A pouco mais de 80 dias para o início da Copa do Mundo de 2026, o cenário de transmissões no Brasil começa a ganhar forma, com Globo e SBT adotando estratégias bem diferentes para disputar a atenção do público.
A competição promete ser menos sobre “quem transmite” e mais sobre como cada grupo vai dominar diferentes plataformas.
A 80 dias da Copa ─ Imagem: Reprodução
No caso da Globo, a aposta é clara: presença total. A emissora vai distribuir os jogos e conteúdos da Copa entre TV Globo, sportv, Ge TV, Globoplay e ge.globo, criando um verdadeiro ecossistema de cobertura. A ideia é cercar o evento com transmissões ao vivo, bastidores, séries especiais e conteúdos extras para manter o público conectado o tempo todo.
Além da estrutura, o elenco também chama atenção. A Globo escalou nomes consolidados da narração e dos comentários, tanto na TV aberta quanto nos canais fechados, reforçando a estratégia de manter a liderança com qualidade técnica e diversidade de vozes.
SBT aposta em Galvão Bueno e pacote enxuto para competir
Enquanto a Globo amplia sua cobertura, o SBT segue um caminho mais direto.

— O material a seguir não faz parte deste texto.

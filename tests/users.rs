mod common;

use std::sync::Arc;

use common::{create_users, stores, user};
use filmorate_store::core::FriendshipOutcome;
use filmorate_store::infrastructure::SqliteDatabase;
use filmorate_store::models::User;
use filmorate_store::{AppError, Repositories};

fn ids(users: Vec<User>) -> Vec<i64> {
    users.into_iter().filter_map(|u| u.id).collect()
}

#[tokio::test]
async fn test_user_round_trip_and_order() {
    for (backend, repos) in stores().await {
        let first = repos.users.create(user("alice")).await.unwrap();
        let second = repos.users.create(user("bob")).await.unwrap();
        assert!(first.id < second.id, "{}", backend);

        let found = repos.users.get(first.id.unwrap()).await.unwrap();
        assert_eq!(found, first);
        assert_eq!(found.login, "alice");
        assert_eq!(found.name, "ALICE");
        assert!(found.friends.is_empty());

        let all = ids(repos.users.find_all().await.unwrap());
        assert_eq!(all, vec![first.id.unwrap(), second.id.unwrap()], "{}", backend);
    }
}

#[tokio::test]
async fn test_reciprocal_requests_confirm_friendship() {
    for (backend, repos) in stores().await {
        let u = create_users(&repos, 2).await;

        let outcome = repos.users.request_friend(u[0], u[1]).await.unwrap();
        assert_eq!(outcome, FriendshipOutcome::Requested, "{}", backend);
        assert!(repos.users.list_friends(u[0]).await.unwrap().is_empty());
        assert!(repos.users.list_friends(u[1]).await.unwrap().is_empty());

        let outcome = repos.users.request_friend(u[1], u[0]).await.unwrap();
        assert_eq!(outcome, FriendshipOutcome::Confirmed, "{}", backend);
        assert_eq!(ids(repos.users.list_friends(u[0]).await.unwrap()), vec![u[1]]);
        assert_eq!(ids(repos.users.list_friends(u[1]).await.unwrap()), vec![u[0]]);

        // requester sees the pending edge in its collection, the target does not
        let first = repos.users.get(u[0]).await.unwrap();
        let second = repos.users.get(u[1]).await.unwrap();
        assert!(first.friends.contains(&u[1]), "{}", backend);
        assert!(second.friends.contains(&u[0]), "{}", backend);
    }
}

#[tokio::test]
async fn test_confirmation_keeps_a_single_edge() {
    let db = Arc::new(SqliteDatabase::new_in_memory().await.unwrap());
    let repos = Repositories::new(db.clone());
    let u = create_users(&repos, 2).await;

    repos.users.request_friend(u[0], u[1]).await.unwrap();
    repos.users.request_friend(u[1], u[0]).await.unwrap();

    let rows: Vec<(i64, i64, String)> =
        sqlx::query_as("SELECT user_id, friend_id, status FROM friendships")
            .fetch_all(db.pool())
            .await
            .unwrap();
    assert_eq!(rows, vec![(u[0], u[1], "CONFIRMED".to_string())]);
}

#[tokio::test]
async fn test_pending_request_collection_views() {
    for (backend, repos) in stores().await {
        let u = create_users(&repos, 2).await;
        repos.users.request_friend(u[0], u[1]).await.unwrap();

        let requester = repos.users.get(u[0]).await.unwrap();
        let target = repos.users.get(u[1]).await.unwrap();
        assert!(requester.friends.contains(&u[1]), "{}", backend);
        assert!(target.friends.is_empty(), "{}", backend);
    }
}

#[tokio::test]
async fn test_repeated_requests_change_nothing() {
    for (backend, repos) in stores().await {
        let u = create_users(&repos, 2).await;
        repos.users.request_friend(u[0], u[1]).await.unwrap();
        let again = repos.users.request_friend(u[0], u[1]).await.unwrap();
        assert_eq!(again, FriendshipOutcome::Unchanged, "{}", backend);

        repos.users.request_friend(u[1], u[0]).await.unwrap();
        assert_eq!(
            repos.users.request_friend(u[1], u[0]).await.unwrap(),
            FriendshipOutcome::Unchanged
        );
        assert_eq!(
            repos.users.request_friend(u[0], u[1]).await.unwrap(),
            FriendshipOutcome::Unchanged
        );
    }
}

#[tokio::test]
async fn test_remove_pending_request() {
    for (backend, repos) in stores().await {
        let u = create_users(&repos, 2).await;
        repos.users.request_friend(u[0], u[1]).await.unwrap();

        assert!(repos.users.remove_friend(u[1], u[0]).await.unwrap(), "{}", backend);
        assert!(repos.users.list_friends(u[0]).await.unwrap().is_empty());
        assert!(repos.users.list_friends(u[1]).await.unwrap().is_empty());
        assert!(repos.users.get(u[0]).await.unwrap().friends.is_empty());
        assert!(!repos.users.remove_friend(u[0], u[1]).await.unwrap());

        // the pair starts over from scratch
        assert_eq!(
            repos.users.request_friend(u[1], u[0]).await.unwrap(),
            FriendshipOutcome::Requested
        );
    }
}

#[tokio::test]
async fn test_remove_confirmed_friendship_from_either_side() {
    for (backend, repos) in stores().await {
        let u = create_users(&repos, 2).await;
        repos.users.request_friend(u[0], u[1]).await.unwrap();
        repos.users.request_friend(u[1], u[0]).await.unwrap();

        assert!(repos.users.remove_friend(u[1], u[0]).await.unwrap());
        assert!(repos.users.list_friends(u[0]).await.unwrap().is_empty(), "{}", backend);
        assert!(repos.users.list_friends(u[1]).await.unwrap().is_empty(), "{}", backend);
    }
}

#[tokio::test]
async fn test_friendship_rejects_bad_ids() {
    for (backend, repos) in stores().await {
        let u = create_users(&repos, 1).await;

        let err = repos.users.request_friend(u[0], u[0]).await.unwrap_err();
        assert!(matches!(err, AppError::InvalidArgument(_)), "{}", backend);

        let err = repos.users.request_friend(u[0], 999).await.unwrap_err();
        assert!(matches!(err, AppError::NotFound(_)), "{}", backend);
        let err = repos.users.remove_friend(999, u[0]).await.unwrap_err();
        assert!(matches!(err, AppError::NotFound(_)), "{}", backend);
        let err = repos.users.list_friends(999).await.unwrap_err();
        assert!(matches!(err, AppError::NotFound(_)), "{}", backend);
        let err = repos.users.list_mutual_friends(u[0], 999).await.unwrap_err();
        assert!(matches!(err, AppError::NotFound(_)), "{}", backend);
    }
}

#[tokio::test]
async fn test_friend_lists_are_sorted_and_mutual_friends_intersect() {
    for (backend, repos) in stores().await {
        let u = create_users(&repos, 5).await;
        let befriend = |a: i64, b: i64| {
            let repos = repos.clone();
            async move {
                repos.users.request_friend(a, b).await.unwrap();
                repos.users.request_friend(b, a).await.unwrap();
            }
        };
        befriend(u[0], u[4]).await;
        befriend(u[2], u[0]).await;
        befriend(u[1], u[2]).await;
        befriend(u[0], u[3]).await;
        // pending only, never counted
        repos.users.request_friend(u[1], u[3]).await.unwrap();

        assert_eq!(
            ids(repos.users.list_friends(u[0]).await.unwrap()),
            vec![u[2], u[3], u[4]],
            "{}",
            backend
        );
        assert_eq!(
            ids(repos.users.list_mutual_friends(u[0], u[1]).await.unwrap()),
            vec![u[2]],
            "{}",
            backend
        );
        assert!(repos
            .users
            .list_mutual_friends(u[3], u[4])
            .await
            .unwrap()
            .iter()
            .all(|f| f.id == Some(u[0])));
    }
}

#[tokio::test]
async fn test_update_keeps_confirmed_friendships() {
    for (backend, repos) in stores().await {
        let u = create_users(&repos, 2).await;
        repos.users.request_friend(u[0], u[1]).await.unwrap();
        repos.users.request_friend(u[1], u[0]).await.unwrap();

        let mut first = repos.users.get(u[0]).await.unwrap();
        first.email = "changed@example.com".to_string();
        let updated = repos.users.update(u[0], first.clone()).await.unwrap();
        assert_eq!(updated.email, "changed@example.com");
        assert_eq!(ids(repos.users.list_friends(u[0]).await.unwrap()), vec![u[1]], "{}", backend);

        // same from the target's side, whose collection shows the incoming edge
        let second = repos.users.get(u[1]).await.unwrap();
        repos.users.update(u[1], second).await.unwrap();
        assert_eq!(ids(repos.users.list_friends(u[1]).await.unwrap()), vec![u[0]], "{}", backend);
    }
}

#[tokio::test]
async fn test_update_friends_creates_and_accepts_requests() {
    for (backend, repos) in stores().await {
        let u = create_users(&repos, 3).await;
        // u1 has a pending request towards u0
        repos.users.request_friend(u[1], u[0]).await.unwrap();

        let mut first = repos.users.get(u[0]).await.unwrap();
        first.friends = [u[1], u[2]].into_iter().collect();
        let updated = repos.users.update(u[0], first).await.unwrap();
        assert_eq!(
            updated.friends.iter().copied().collect::<Vec<_>>(),
            vec![u[1], u[2]],
            "{}",
            backend
        );

        // accepted u1's request, only asked u2
        assert_eq!(ids(repos.users.list_friends(u[0]).await.unwrap()), vec![u[1]], "{}", backend);
        assert!(repos.users.get(u[2]).await.unwrap().friends.is_empty());
        assert_eq!(
            repos.users.request_friend(u[2], u[0]).await.unwrap(),
            FriendshipOutcome::Confirmed
        );
    }
}

#[tokio::test]
async fn test_update_with_empty_friends_drops_outgoing_edges() {
    for (backend, repos) in stores().await {
        let u = create_users(&repos, 3).await;
        repos.users.request_friend(u[0], u[1]).await.unwrap();
        repos.users.request_friend(u[2], u[0]).await.unwrap();
        repos.users.request_friend(u[0], u[2]).await.unwrap();

        let mut first = repos.users.get(u[0]).await.unwrap();
        first.friends.clear();
        let updated = repos.users.update(u[0], first).await.unwrap();

        // the incoming confirmed edge from u2 is untouched
        assert_eq!(
            updated.friends.into_iter().collect::<Vec<_>>(),
            vec![u[2]],
            "{}",
            backend
        );
        assert_eq!(
            repos.users.request_friend(u[0], u[1]).await.unwrap(),
            FriendshipOutcome::Requested
        );
    }
}

#[tokio::test]
async fn test_update_with_unknown_friend_rolls_back() {
    for (backend, repos) in stores().await {
        let u = create_users(&repos, 1).await;
        let mut changed = repos.users.get(u[0]).await.unwrap();
        changed.login = "renamed".to_string();
        changed.friends = [999].into_iter().collect();

        let err = repos.users.update(u[0], changed).await.unwrap_err();
        assert!(matches!(err, AppError::IntegrityViolation(_)), "{}: {}", backend, err);
        assert_eq!(repos.users.get(u[0]).await.unwrap().login, "user0", "{}", backend);
    }
}

#[tokio::test]
async fn test_update_unknown_user_is_not_found() {
    for (backend, repos) in stores().await {
        let err = repos.users.update(3, user("ghost")).await.unwrap_err();
        assert!(matches!(err, AppError::NotFound(_)), "{}", backend);
    }
}

#[tokio::test]
async fn test_create_user_with_taken_id_conflicts() {
    for (backend, repos) in stores().await {
        let u = create_users(&repos, 1).await;
        let mut duplicate = user("dup");
        duplicate.id = Some(u[0]);
        let err = repos.users.create(duplicate).await.unwrap_err();
        assert!(matches!(err, AppError::Conflict(_)), "{}", backend);
    }
}

#[tokio::test]
async fn test_deleting_user_removes_friendships() {
    for (backend, repos) in stores().await {
        let u = create_users(&repos, 3).await;
        repos.users.request_friend(u[0], u[1]).await.unwrap();
        repos.users.request_friend(u[1], u[0]).await.unwrap();
        repos.users.request_friend(u[1], u[2]).await.unwrap();

        assert!(repos.users.delete(u[1]).await.unwrap());
        assert!(repos.users.list_friends(u[0]).await.unwrap().is_empty(), "{}", backend);
        assert!(repos.users.get(u[0]).await.unwrap().friends.is_empty(), "{}", backend);
        assert!(!repos.users.delete(u[1]).await.unwrap());
    }
}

Em parceria com a N Sports, a emissora garantiu os direitos de 32 partidas da Copa, incluindo todos os jogos da Seleção Brasileira.
O grande trunfo da operação é Galvão Bueno, que retorna ao protagonismo em sua 14ª Copa do Mundo. Ele será responsável por narrar os jogos do Brasil e ainda parte do pacote, totalizando cerca de 10 transmissões. Já Tiago Leifert assume o restante das partidas, com 22 jogos sob sua responsabilidade.
Essa divisão revela uma estratégia clara: concentrar força máxima nos jogos de maior audiência, especialmente os da Seleção, enquanto mantém uma operação mais enxuta no restante da competição.
Disputa vai além da TV e envolve também o digital
Outro ponto importante é que a disputa não ficará restrita à televisão. Embora Globo e SBT tenham presença forte na TV aberta e por assinatura, o ambiente digital terá papel decisivo nesta Copa.
Nesse cenário, a CazéTV aparece como protagonista no online, sendo apontada como detentora da exclusividade para transmissões digitais completas. Isso muda a dinâmica de consumo, principalmente entre o público mais jovem, que acompanha o futebol por streaming e redes sociais.
Para a Globo, a resposta vem com integração entre Globoplay e ge.globo. Já o SBT aposta na força da transmissão simultânea com a N Sports e na familiaridade de seus apresentadores.
O que muda para o público na Copa de 2026
Na prática, o torcedor terá mais opções, mas também precisará escolher onde assistir cada jogo. Veja como fica o cenário:
Globo: cobertura ampla, múltiplas plataformas e equipe robusta
SBT: 32 jogos, foco no Brasil e Galvão Bueno como destaque
Digital: protagonismo da CazéTV no ambiente online
A Copa de 2026 marca uma virada no modelo de transmissão no Brasil. Em vez de uma única emissora dominante, o evento será dividido entre diferentes players, cada um com uma estratégia específica para conquistar audiência.
Para o público, isso significa mais acesso, mais formatos e uma experiência mais fragmentada, mas também mais personalizada.